Once that’s complete, the city is planning a competitive application process, and four companies will be chosen for permits. The city currently has four e-scooter operators: Bird, JUMP, Lime and Spin. JUMP and Lime were also approved for e-bikes. Each company was participating in the city’s pilot program, which was introduced after officials decided to nix a bikeshare system with fixed stations. During that process, the city gathered data, surveyed citizens and extended it to gather more from additional companies.
“The proposed rules and regulations are a necessary step in our long-term plan to manage the future of a thriving dockless program in Baltimore,” stated Acting Transportation Director Frank J. Murphy. “With this approach, we are making great strides to ensure that all citizens across the city have easy access to equitable transportation.”
The dockless options can be unlocked via app and don’t require e-scooters or bikes to be left at a station.
The draft regulations state that the companies who get a permit can operate anywhere from 150 to 1,000 dockless for a single vehicle, and up to 2,000 for two kinds of vehicles (i.e. e-scooters and e-bikes). The vehicles also must be made unavailable between 11 p.m. and 4 a.m. The speed limit will be 15 mph citywide, and 8 mph in certain high-traffic areas. These reduced speed zones include the Inner Harbor promenade from Canton Waterfront Park to Federal Hill. There are also no-ride zones, including M&T Bank Stadium, Camden Yards and parking lots.
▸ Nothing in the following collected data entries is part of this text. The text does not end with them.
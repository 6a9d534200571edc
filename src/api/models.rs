//! Wire records for the weather data API and their validation into domain types.
//!
//! Every field is optional on the wire. Records that lack what the domain
//! requires (a parseable timestamp, a station id, a calendar day) are dropped
//! here so nothing downstream has to re-check presence.

use chrono::{DateTime, NaiveDate, NaiveDateTime, Utc};
use serde::{Deserialize, Serialize};

use crate::model::{Alert, DailyRollup, ForecastPeriod, NeighborSample, Sample};
use crate::units::to_fahrenheit;

/// Nearby list is capped at this many distinct stations.
pub const MAX_NEARBY: usize = 20;

/// Response item of `/api/current` and `/api/history`.
#[derive(Debug, Clone, Default, Serialize, Deserialize)]
pub struct ObservationRecord {
    #[serde(default)]
    pub station_id: Option<String>,
    #[serde(default)]
    pub obs_time_utc: Option<String>,
    #[serde(default)]
    pub temp_f: Option<f64>,
    #[serde(default)]
    pub humidity_pct: Option<f64>,
    #[serde(default)]
    pub dew_point_f: Option<f64>,
    #[serde(default)]
    pub heat_index_f: Option<f64>,
    #[serde(default)]
    pub wind_chill_f: Option<f64>,
    #[serde(default)]
    pub wind_speed_mph: Option<f64>,
    #[serde(default)]
    pub wind_dir_deg: Option<f64>,
    #[serde(default)]
    pub wind_gust_mph: Option<f64>,
    #[serde(default)]
    pub pressure_in: Option<f64>,
    #[serde(default)]
    pub precip_rate_in_hr: Option<f64>,
    #[serde(default)]
    pub precip_total_in: Option<f64>,
    #[serde(default)]
    pub solar_radiation_wm2: Option<f64>,
    #[serde(default)]
    pub uv_index: Option<f64>,
}

impl ObservationRecord {
    /// `None` when the observation time is missing or unparseable.
    #[must_use]
    pub fn into_sample(self) -> Option<Sample> {
        let timestamp = parse_instant(self.obs_time_utc.as_deref()?)?;
        Some(Sample {
            timestamp,
            station_id: self.station_id,
            temperature_f: self.temp_f,
            dew_point_f: self.dew_point_f,
            heat_index_f: self.heat_index_f,
            wind_chill_f: self.wind_chill_f,
            humidity_pct: self.humidity_pct,
            wind_speed_mph: self.wind_speed_mph,
            wind_gust_mph: self.wind_gust_mph,
            wind_dir_deg: self.wind_dir_deg,
            pressure_in: self.pressure_in,
            precip_rate_in_hr: self.precip_rate_in_hr,
            precip_total_in: self.precip_total_in,
            uv_index: self.uv_index,
            solar_radiation_wm2: self.solar_radiation_wm2,
        })
    }
}

/// Response item of `/api/daily`.
#[derive(Debug, Clone, Default, Serialize, Deserialize)]
pub struct DailyRecord {
    #[serde(default)]
    pub day: Option<String>,
    #[serde(default)]
    pub temp_high_f: Option<f64>,
    #[serde(default)]
    pub temp_low_f: Option<f64>,
    #[serde(default)]
    pub temp_avg_f: Option<f64>,
    #[serde(default)]
    pub humidity_high: Option<f64>,
    #[serde(default)]
    pub humidity_low: Option<f64>,
    #[serde(default)]
    pub pressure_avg: Option<f64>,
    #[serde(default)]
    pub wind_gust_max: Option<f64>,
    #[serde(default)]
    pub rain_total: Option<f64>,
    #[serde(default)]
    pub uv_max: Option<f64>,
    #[serde(default)]
    pub reading_count: Option<u32>,
}

impl DailyRecord {
    #[must_use]
    pub fn into_rollup(self) -> Option<DailyRollup> {
        let day = NaiveDate::parse_from_str(self.day.as_deref()?, "%Y-%m-%d").ok()?;
        Some(DailyRollup {
            day,
            temp_high_f: self.temp_high_f,
            temp_low_f: self.temp_low_f,
            temp_avg_f: self.temp_avg_f,
            humidity_high: self.humidity_high,
            humidity_low: self.humidity_low,
            pressure_avg: self.pressure_avg,
            wind_gust_max: self.wind_gust_max,
            rain_total: self.rain_total,
            uv_max: self.uv_max,
            reading_count: self.reading_count.unwrap_or(0),
        })
    }
}

/// Response item of `/api/alerts`.
#[derive(Debug, Clone, Default, Serialize, Deserialize)]
pub struct AlertRecord {
    #[serde(default)]
    pub event: Option<String>,
    #[serde(default)]
    pub severity: Option<String>,
    #[serde(default)]
    pub headline: Option<String>,
    #[serde(default)]
    pub description: Option<String>,
    #[serde(default)]
    pub expires: Option<String>,
}

impl From<AlertRecord> for Alert {
    fn from(record: AlertRecord) -> Self {
        Self {
            event: record.event,
            severity: record.severity,
            headline: record.headline,
            description: record.description,
            expires: record.expires.as_deref().and_then(parse_instant),
        }
    }
}

/// Response item of `/api/nearby`.
#[derive(Debug, Clone, Default, Serialize, Deserialize)]
pub struct NearbyRecord {
    #[serde(default, rename = "stationID")]
    pub station_id: Option<String>,
    #[serde(default)]
    pub neighborhood: Option<String>,
    #[serde(default)]
    pub lat: Option<f64>,
    #[serde(default)]
    pub lon: Option<f64>,
    #[serde(default)]
    pub temp_f: Option<f64>,
    #[serde(default)]
    pub humidity: Option<f64>,
    #[serde(default)]
    pub wind_speed: Option<f64>,
}

impl NearbyRecord {
    #[must_use]
    pub fn into_neighbor(self) -> Option<NeighborSample> {
        let station_id = self.station_id.filter(|id| !id.is_empty())?;
        Some(NeighborSample {
            station_id,
            neighborhood: self.neighborhood,
            lat: self.lat,
            lon: self.lon,
            temp_f: self.temp_f,
            humidity: self.humidity,
            wind_speed: self.wind_speed,
        })
    }
}

/// Response item of `/api/forecast`.
///
/// Accepts both snake_case and the camelCase names of the upstream forecast
/// service; wind speed may be a number or text such as `"5 to 10 mph"`, and
/// precipitation probability a number or `{"value": n}`.
#[derive(Debug, Clone, Default, Serialize, Deserialize)]
pub struct ForecastRecord {
    #[serde(default)]
    pub name: Option<String>,
    #[serde(default, alias = "startTime")]
    pub start_time: Option<String>,
    #[serde(default, alias = "isDaytime")]
    pub is_daytime: Option<bool>,
    #[serde(default)]
    pub temperature: Option<f64>,
    #[serde(default, alias = "temperatureUnit")]
    pub temperature_unit: Option<String>,
    #[serde(default, alias = "windSpeed")]
    pub wind_speed: Option<serde_json::Value>,
    #[serde(default, alias = "probabilityOfPrecipitation")]
    pub precip_probability: Option<serde_json::Value>,
    #[serde(default, alias = "shortForecast")]
    pub short_forecast: Option<String>,
}

impl From<ForecastRecord> for ForecastPeriod {
    fn from(record: ForecastRecord) -> Self {
        let celsius = record
            .temperature_unit
            .as_deref()
            .is_some_and(|u| u.eq_ignore_ascii_case("c"));
        Self {
            name: record.name.unwrap_or_default(),
            start_time: record.start_time.as_deref().and_then(parse_instant),
            is_daytime: record.is_daytime.unwrap_or(true),
            temperature_f: record
                .temperature
                .map(|t| if celsius { to_fahrenheit(t) } else { t }),
            wind_speed_mph: record.wind_speed.as_ref().and_then(wind_speed_mph),
            precip_probability: record.precip_probability.as_ref().and_then(probability),
            short_forecast: record.short_forecast.unwrap_or_default(),
        }
    }
}

/// Highest number in a wind speed field.
fn wind_speed_mph(value: &serde_json::Value) -> Option<f64> {
    match value {
        serde_json::Value::Number(n) => n.as_f64(),
        serde_json::Value::String(s) => s
            .split(|c: char| !(c.is_ascii_digit() || c == '.'))
            .filter_map(|part| part.parse::<f64>().ok())
            .reduce(f64::max),
        _ => None,
    }
}

fn probability(value: &serde_json::Value) -> Option<f64> {
    match value {
        serde_json::Value::Number(n) => n.as_f64(),
        serde_json::Value::Object(map) => map.get("value").and_then(serde_json::Value::as_f64),
        _ => None,
    }
}

/// ISO-8601 instant; a timestamp without offset is taken as UTC.
#[must_use]
pub fn parse_instant(text: &str) -> Option<DateTime<Utc>> {
    if let Ok(dt) = DateTime::parse_from_rfc3339(text) {
        return Some(dt.with_timezone(&Utc));
    }
    NaiveDateTime::parse_from_str(text, "%Y-%m-%dT%H:%M:%S%.f")
        .ok()
        .map(|naive| naive.and_utc())
}

/// Validate a history payload item by item, then order it oldest first.
#[must_use]
pub fn samples_from_values(values: Vec<serde_json::Value>) -> Vec<Sample> {
    let total = values.len();
    let mut samples: Vec<Sample> = values
        .into_iter()
        .filter_map(|v| serde_json::from_value::<ObservationRecord>(v).ok())
        .filter_map(ObservationRecord::into_sample)
        .collect();

    if samples.len() < total {
        tracing::warn!(
            dropped = total - samples.len(),
            total,
            "Dropped history records without a valid observation time"
        );
    }

    samples.sort_by_key(|s| s.timestamp);
    samples
}

/// Daily rollups, newest day first.
#[must_use]
pub fn rollups_from_records(records: Vec<DailyRecord>) -> Vec<DailyRollup> {
    let mut rollups: Vec<DailyRollup> = records
        .into_iter()
        .filter_map(DailyRecord::into_rollup)
        .collect();
    rollups.sort_by(|a, b| b.day.cmp(&a.day));
    rollups
}

/// Neighbours with an id, first occurrence wins, at most [`MAX_NEARBY`].
#[must_use]
pub fn neighbors_from_records(records: Vec<NearbyRecord>) -> Vec<NeighborSample> {
    let mut seen = std::collections::HashSet::new();
    records
        .into_iter()
        .filter_map(NearbyRecord::into_neighbor)
        .filter(|n| seen.insert(n.station_id.clone()))
        .take(MAX_NEARBY)
        .collect()
}
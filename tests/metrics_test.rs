//! Derived metrics tests.
//!
//! Run with: cargo test --test metrics_test

mod common;

use wx_dashboard::metrics::{self, Extrema};
use wx_dashboard::model::{Sample, SampleField};

#[test]
fn extrema_of_empty_window_is_unknown() {
    assert_eq!(metrics::extrema(&[], SampleField::Temperature), Extrema::default());

    let gaps = vec![Sample::empty(common::t0())];
    let e = metrics::extrema(&gaps, SampleField::Humidity);
    assert_eq!((e.min, e.max, e.avg), (None, None, None));
}

#[test]
fn extrema_ignores_unknown_values() {
    let mut samples = common::series(3);
    samples[0].temperature_f = Some(60.0);
    samples[1].temperature_f = None;
    samples[2].temperature_f = Some(70.0);

    let e = metrics::extrema(&samples, SampleField::Temperature);
    assert_eq!(e.min, Some(60.0));
    assert_eq!(e.max, Some(70.0));
    assert_eq!(e.avg, Some(65.0));
}

#[test]
fn composite_fields() {
    let mut s = Sample::empty(common::t0());
    assert_eq!(metrics::dew_point_spread(&s), None);
    assert_eq!(metrics::pressure_deviation(&s), None);
    assert_eq!(metrics::feels_like(&s), None);
    assert_eq!(metrics::solar_percent(&s), 0.0);

    s.temperature_f = Some(75.0);
    s.dew_point_f = Some(60.0);
    s.pressure_in = Some(29.80);
    s.solar_radiation_wm2 = Some(600.0);
    assert_eq!(metrics::dew_point_spread(&s), Some(15.0));
    assert!((metrics::pressure_deviation(&s).unwrap() + 0.12).abs() < 1e-9);
    assert_eq!(metrics::feels_like(&s), Some(75.0));
    assert_eq!(metrics::solar_percent(&s), 50.0);

    s.heat_index_f = Some(80.0);
    assert_eq!(metrics::feels_like(&s), Some(80.0));
    s.wind_chill_f = Some(70.0);
    assert_eq!(metrics::feels_like(&s), Some(70.0));

    s.solar_radiation_wm2 = Some(5000.0);
    assert_eq!(metrics::solar_percent(&s), 100.0);
}

#[test]
fn window_summary() {
    let mut samples = common::series(4);
    samples[1].precip_total_in = Some(0.12);
    samples[3].precip_total_in = Some(0.30);
    samples[2].wind_gust_mph = Some(18.0);

    let summary = metrics::summarize(&samples);
    assert_eq!(summary.sample_count, 4);
    assert_eq!(summary.temperature.min, Some(60.0));
    assert_eq!(summary.temperature.max, Some(63.0));
    assert_eq!(summary.rain_total_max, Some(0.30));
    assert_eq!(summary.gust_max, Some(18.0));
    assert_eq!(summary.uv_max, None);
    assert_eq!(metrics::latest(&samples, SampleField::PrecipTotal), Some(0.30));
}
The apps must also display safety information, including a banner with a tip. The proposal also includes a provision requiring an API to be made publicly available that shows the current location of all dockless vehicles at all times. A private API with mobility data for the Department of Transportation (DOT) is also required under the proposal.
A key emphasis for the city’s pilot was on equitable access. The proposed rules specify 20 equity zones where at least three vehicles must be deployed by 8 a.m. each day. Another provision states that permit holders offer a cash option in each of nine “deployment zones,” as well as a low-income customer plan.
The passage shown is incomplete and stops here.